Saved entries
<<<<

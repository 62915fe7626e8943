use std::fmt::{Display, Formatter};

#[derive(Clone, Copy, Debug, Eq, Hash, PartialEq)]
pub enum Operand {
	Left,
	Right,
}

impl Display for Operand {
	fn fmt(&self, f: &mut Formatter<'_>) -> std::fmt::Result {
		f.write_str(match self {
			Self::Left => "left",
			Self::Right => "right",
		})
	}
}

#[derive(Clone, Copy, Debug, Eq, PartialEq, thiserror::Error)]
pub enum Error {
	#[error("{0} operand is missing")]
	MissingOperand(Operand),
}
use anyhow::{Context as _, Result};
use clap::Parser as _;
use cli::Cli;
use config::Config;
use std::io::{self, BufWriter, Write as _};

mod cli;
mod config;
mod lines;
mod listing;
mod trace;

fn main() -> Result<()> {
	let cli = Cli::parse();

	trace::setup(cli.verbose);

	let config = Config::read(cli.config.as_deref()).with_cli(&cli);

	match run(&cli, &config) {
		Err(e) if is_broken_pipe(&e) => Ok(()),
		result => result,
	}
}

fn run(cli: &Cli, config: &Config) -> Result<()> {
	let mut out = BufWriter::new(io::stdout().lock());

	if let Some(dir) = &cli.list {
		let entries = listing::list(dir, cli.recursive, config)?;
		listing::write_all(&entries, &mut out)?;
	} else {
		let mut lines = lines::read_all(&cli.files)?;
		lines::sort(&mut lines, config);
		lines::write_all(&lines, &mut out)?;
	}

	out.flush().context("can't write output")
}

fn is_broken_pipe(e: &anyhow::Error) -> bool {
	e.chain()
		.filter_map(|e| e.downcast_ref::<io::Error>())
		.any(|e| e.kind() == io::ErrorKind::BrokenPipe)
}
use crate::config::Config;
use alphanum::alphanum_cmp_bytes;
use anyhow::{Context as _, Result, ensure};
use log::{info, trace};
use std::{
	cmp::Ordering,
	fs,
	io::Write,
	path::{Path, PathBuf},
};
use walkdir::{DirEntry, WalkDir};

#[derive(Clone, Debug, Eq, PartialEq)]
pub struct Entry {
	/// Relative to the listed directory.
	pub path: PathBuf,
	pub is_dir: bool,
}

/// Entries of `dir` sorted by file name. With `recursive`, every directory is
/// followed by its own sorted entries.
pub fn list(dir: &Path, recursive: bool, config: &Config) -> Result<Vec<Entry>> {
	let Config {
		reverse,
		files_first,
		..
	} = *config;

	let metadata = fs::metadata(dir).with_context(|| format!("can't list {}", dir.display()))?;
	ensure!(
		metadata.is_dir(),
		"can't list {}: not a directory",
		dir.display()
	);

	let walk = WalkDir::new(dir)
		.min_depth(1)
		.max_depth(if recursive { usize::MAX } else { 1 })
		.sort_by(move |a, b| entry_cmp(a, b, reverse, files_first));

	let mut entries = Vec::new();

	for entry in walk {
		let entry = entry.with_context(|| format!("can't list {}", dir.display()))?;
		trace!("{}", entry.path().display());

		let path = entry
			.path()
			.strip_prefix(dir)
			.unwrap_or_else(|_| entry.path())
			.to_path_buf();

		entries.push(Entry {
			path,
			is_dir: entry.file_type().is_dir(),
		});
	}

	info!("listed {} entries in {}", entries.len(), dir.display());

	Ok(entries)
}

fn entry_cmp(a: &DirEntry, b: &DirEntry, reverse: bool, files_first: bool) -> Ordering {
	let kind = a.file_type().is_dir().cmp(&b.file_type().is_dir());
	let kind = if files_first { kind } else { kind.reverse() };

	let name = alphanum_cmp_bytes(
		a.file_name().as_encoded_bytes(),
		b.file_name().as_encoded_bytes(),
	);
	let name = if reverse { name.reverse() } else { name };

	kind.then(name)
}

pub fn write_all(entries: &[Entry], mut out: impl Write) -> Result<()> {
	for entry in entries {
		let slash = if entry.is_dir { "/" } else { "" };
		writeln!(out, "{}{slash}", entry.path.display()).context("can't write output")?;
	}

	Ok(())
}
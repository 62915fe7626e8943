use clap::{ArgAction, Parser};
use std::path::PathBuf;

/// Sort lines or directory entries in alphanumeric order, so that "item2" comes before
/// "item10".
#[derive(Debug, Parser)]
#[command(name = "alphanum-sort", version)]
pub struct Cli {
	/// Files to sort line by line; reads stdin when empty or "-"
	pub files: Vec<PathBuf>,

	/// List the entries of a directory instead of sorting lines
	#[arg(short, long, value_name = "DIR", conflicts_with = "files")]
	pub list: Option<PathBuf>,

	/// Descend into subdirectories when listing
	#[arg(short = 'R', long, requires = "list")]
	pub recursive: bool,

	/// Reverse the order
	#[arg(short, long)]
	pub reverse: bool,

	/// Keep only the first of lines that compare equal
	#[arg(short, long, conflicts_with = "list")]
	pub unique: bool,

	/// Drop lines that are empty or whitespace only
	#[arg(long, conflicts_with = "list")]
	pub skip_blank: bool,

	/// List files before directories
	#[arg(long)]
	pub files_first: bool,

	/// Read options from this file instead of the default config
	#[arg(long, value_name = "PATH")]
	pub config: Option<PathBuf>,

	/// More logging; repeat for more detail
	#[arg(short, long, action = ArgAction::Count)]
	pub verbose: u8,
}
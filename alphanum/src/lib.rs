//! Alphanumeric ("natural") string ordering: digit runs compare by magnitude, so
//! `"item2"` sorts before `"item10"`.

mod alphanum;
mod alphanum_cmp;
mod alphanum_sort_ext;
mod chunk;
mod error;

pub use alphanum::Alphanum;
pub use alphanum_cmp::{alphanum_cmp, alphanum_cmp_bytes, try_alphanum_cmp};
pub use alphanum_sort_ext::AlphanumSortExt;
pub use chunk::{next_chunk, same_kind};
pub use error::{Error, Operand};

>>>>
<<<<

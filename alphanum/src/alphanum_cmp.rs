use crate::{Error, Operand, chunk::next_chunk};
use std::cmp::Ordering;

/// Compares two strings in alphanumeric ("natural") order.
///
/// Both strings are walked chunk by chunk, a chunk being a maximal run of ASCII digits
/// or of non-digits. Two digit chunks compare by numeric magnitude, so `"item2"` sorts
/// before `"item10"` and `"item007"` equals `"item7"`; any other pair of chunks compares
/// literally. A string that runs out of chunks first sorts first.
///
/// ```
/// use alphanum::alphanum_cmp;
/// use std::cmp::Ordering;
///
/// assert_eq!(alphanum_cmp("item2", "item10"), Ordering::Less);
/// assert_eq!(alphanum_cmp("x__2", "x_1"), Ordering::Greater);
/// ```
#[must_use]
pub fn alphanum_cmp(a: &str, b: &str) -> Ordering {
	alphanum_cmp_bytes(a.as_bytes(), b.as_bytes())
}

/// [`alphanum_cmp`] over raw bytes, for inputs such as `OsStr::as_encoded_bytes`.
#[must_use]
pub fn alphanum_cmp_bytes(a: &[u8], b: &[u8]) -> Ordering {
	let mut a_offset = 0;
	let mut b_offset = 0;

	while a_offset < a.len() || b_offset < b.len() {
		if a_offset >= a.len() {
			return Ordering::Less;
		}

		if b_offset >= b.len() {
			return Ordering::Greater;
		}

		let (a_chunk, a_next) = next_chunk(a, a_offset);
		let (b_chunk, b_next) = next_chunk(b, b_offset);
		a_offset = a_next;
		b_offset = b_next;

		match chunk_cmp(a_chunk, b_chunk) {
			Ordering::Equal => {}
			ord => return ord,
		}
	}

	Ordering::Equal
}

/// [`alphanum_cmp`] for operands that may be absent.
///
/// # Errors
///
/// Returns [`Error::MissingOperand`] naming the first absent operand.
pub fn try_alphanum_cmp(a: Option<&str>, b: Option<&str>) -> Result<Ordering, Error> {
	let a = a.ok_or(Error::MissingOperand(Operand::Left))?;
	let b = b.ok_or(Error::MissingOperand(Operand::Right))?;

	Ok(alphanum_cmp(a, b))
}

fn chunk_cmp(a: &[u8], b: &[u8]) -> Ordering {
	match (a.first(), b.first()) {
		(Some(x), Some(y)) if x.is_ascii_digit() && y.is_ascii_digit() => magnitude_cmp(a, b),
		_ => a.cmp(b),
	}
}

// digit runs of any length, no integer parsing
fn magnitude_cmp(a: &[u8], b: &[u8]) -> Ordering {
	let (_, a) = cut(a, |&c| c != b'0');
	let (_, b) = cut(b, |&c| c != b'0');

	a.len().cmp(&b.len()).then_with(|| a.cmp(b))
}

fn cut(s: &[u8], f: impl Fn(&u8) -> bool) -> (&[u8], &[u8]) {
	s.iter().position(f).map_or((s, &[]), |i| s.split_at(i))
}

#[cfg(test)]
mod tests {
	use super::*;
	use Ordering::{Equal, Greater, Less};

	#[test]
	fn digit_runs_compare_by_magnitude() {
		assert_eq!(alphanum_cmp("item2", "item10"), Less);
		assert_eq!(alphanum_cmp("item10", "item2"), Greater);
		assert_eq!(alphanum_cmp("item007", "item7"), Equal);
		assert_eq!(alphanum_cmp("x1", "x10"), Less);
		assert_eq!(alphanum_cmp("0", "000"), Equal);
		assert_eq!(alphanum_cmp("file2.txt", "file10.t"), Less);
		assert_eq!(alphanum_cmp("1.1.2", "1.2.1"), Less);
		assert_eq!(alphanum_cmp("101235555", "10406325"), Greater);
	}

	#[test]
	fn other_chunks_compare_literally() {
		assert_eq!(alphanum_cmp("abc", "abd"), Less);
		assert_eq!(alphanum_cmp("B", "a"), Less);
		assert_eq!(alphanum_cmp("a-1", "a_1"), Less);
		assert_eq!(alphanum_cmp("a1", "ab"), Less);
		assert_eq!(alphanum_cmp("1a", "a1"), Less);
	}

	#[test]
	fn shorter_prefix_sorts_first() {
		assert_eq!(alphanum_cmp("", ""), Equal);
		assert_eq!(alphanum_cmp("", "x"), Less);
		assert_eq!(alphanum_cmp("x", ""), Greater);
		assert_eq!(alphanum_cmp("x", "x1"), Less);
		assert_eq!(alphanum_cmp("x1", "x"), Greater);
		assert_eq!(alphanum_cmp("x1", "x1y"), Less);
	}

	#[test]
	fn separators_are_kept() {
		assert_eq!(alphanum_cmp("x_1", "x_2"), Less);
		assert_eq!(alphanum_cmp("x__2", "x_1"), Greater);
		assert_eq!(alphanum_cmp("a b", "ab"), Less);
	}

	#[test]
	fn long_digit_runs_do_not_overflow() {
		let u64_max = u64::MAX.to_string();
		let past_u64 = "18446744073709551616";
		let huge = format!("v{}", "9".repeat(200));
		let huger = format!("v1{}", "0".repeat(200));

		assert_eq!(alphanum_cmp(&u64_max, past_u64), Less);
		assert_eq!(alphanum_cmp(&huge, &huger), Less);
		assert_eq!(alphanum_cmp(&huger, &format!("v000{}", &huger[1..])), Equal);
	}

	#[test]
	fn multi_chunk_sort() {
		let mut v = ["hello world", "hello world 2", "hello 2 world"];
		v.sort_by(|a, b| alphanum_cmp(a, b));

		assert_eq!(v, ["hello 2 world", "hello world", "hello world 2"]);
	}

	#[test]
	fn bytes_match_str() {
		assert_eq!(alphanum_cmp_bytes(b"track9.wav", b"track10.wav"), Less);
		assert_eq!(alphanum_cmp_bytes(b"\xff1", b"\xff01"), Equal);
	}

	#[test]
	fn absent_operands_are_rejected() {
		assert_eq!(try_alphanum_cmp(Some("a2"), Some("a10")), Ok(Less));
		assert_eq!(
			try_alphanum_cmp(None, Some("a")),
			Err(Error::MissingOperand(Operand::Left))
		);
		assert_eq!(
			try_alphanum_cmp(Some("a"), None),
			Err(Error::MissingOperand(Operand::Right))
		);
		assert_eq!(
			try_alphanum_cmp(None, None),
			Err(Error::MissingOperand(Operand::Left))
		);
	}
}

>>>>
<<<<

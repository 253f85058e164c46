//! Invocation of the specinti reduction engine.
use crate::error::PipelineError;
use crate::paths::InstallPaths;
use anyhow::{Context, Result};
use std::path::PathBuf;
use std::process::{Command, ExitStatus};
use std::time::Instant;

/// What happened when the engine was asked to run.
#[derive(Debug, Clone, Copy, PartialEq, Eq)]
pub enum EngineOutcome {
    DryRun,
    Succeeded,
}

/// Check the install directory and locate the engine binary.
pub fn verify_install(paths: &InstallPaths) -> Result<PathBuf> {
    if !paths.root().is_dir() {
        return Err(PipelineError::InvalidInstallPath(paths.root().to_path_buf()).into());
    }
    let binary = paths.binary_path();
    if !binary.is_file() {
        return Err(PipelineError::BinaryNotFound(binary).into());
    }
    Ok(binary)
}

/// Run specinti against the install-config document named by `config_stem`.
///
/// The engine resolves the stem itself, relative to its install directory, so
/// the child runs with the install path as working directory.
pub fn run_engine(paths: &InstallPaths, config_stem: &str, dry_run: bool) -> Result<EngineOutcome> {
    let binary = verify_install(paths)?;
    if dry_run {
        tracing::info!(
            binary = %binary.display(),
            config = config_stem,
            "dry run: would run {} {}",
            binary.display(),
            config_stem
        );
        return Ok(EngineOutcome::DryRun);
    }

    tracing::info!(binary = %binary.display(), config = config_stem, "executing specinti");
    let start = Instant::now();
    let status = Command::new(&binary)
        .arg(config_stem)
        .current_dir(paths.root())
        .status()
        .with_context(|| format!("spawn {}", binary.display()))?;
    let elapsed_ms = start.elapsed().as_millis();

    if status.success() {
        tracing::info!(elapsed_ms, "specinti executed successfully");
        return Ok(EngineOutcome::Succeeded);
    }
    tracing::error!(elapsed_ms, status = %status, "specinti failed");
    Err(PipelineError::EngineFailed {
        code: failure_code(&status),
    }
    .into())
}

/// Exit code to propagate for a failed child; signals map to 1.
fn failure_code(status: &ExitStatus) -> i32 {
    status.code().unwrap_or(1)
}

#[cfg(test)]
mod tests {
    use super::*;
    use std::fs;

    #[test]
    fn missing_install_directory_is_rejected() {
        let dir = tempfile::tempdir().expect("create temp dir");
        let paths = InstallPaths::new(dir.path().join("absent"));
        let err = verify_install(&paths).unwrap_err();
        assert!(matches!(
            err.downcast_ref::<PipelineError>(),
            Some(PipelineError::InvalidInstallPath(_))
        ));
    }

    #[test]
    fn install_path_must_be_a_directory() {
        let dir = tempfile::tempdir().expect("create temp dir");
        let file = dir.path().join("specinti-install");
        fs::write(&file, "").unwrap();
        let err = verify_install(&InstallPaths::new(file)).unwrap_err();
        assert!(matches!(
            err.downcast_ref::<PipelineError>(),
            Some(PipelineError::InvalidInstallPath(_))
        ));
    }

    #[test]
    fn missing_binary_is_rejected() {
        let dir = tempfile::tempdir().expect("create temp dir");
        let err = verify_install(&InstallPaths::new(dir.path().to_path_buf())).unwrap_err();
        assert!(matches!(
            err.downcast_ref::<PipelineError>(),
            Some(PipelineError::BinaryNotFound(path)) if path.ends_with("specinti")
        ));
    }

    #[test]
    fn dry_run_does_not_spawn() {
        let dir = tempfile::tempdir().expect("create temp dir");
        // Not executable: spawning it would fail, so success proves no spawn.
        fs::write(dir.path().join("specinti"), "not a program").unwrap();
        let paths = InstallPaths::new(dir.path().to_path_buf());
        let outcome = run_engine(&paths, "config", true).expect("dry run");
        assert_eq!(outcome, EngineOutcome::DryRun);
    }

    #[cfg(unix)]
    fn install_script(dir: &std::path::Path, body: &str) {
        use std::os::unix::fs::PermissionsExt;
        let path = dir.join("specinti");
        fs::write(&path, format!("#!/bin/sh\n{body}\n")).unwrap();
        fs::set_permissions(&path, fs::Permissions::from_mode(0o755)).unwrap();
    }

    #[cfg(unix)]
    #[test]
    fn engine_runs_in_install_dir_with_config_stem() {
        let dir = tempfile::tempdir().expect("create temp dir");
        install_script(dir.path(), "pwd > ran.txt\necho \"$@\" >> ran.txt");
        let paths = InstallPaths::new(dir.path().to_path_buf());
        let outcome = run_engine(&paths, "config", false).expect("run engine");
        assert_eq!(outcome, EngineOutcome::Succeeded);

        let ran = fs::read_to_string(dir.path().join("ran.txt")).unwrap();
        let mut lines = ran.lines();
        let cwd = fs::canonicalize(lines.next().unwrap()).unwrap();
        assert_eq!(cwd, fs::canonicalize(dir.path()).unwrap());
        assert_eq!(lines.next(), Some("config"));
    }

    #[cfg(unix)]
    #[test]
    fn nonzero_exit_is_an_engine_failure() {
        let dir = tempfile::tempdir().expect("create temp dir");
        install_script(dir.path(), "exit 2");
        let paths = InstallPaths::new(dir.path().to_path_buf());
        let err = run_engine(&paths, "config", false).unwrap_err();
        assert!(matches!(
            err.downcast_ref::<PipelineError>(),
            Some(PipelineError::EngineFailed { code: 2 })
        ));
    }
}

>>>>

Description of the task:
Look through the data and show every line containing "ArgAction".

Exercise output:
use clap::{ArgAction, Parser};
	#[arg(short, long, action = ArgAction::Count)]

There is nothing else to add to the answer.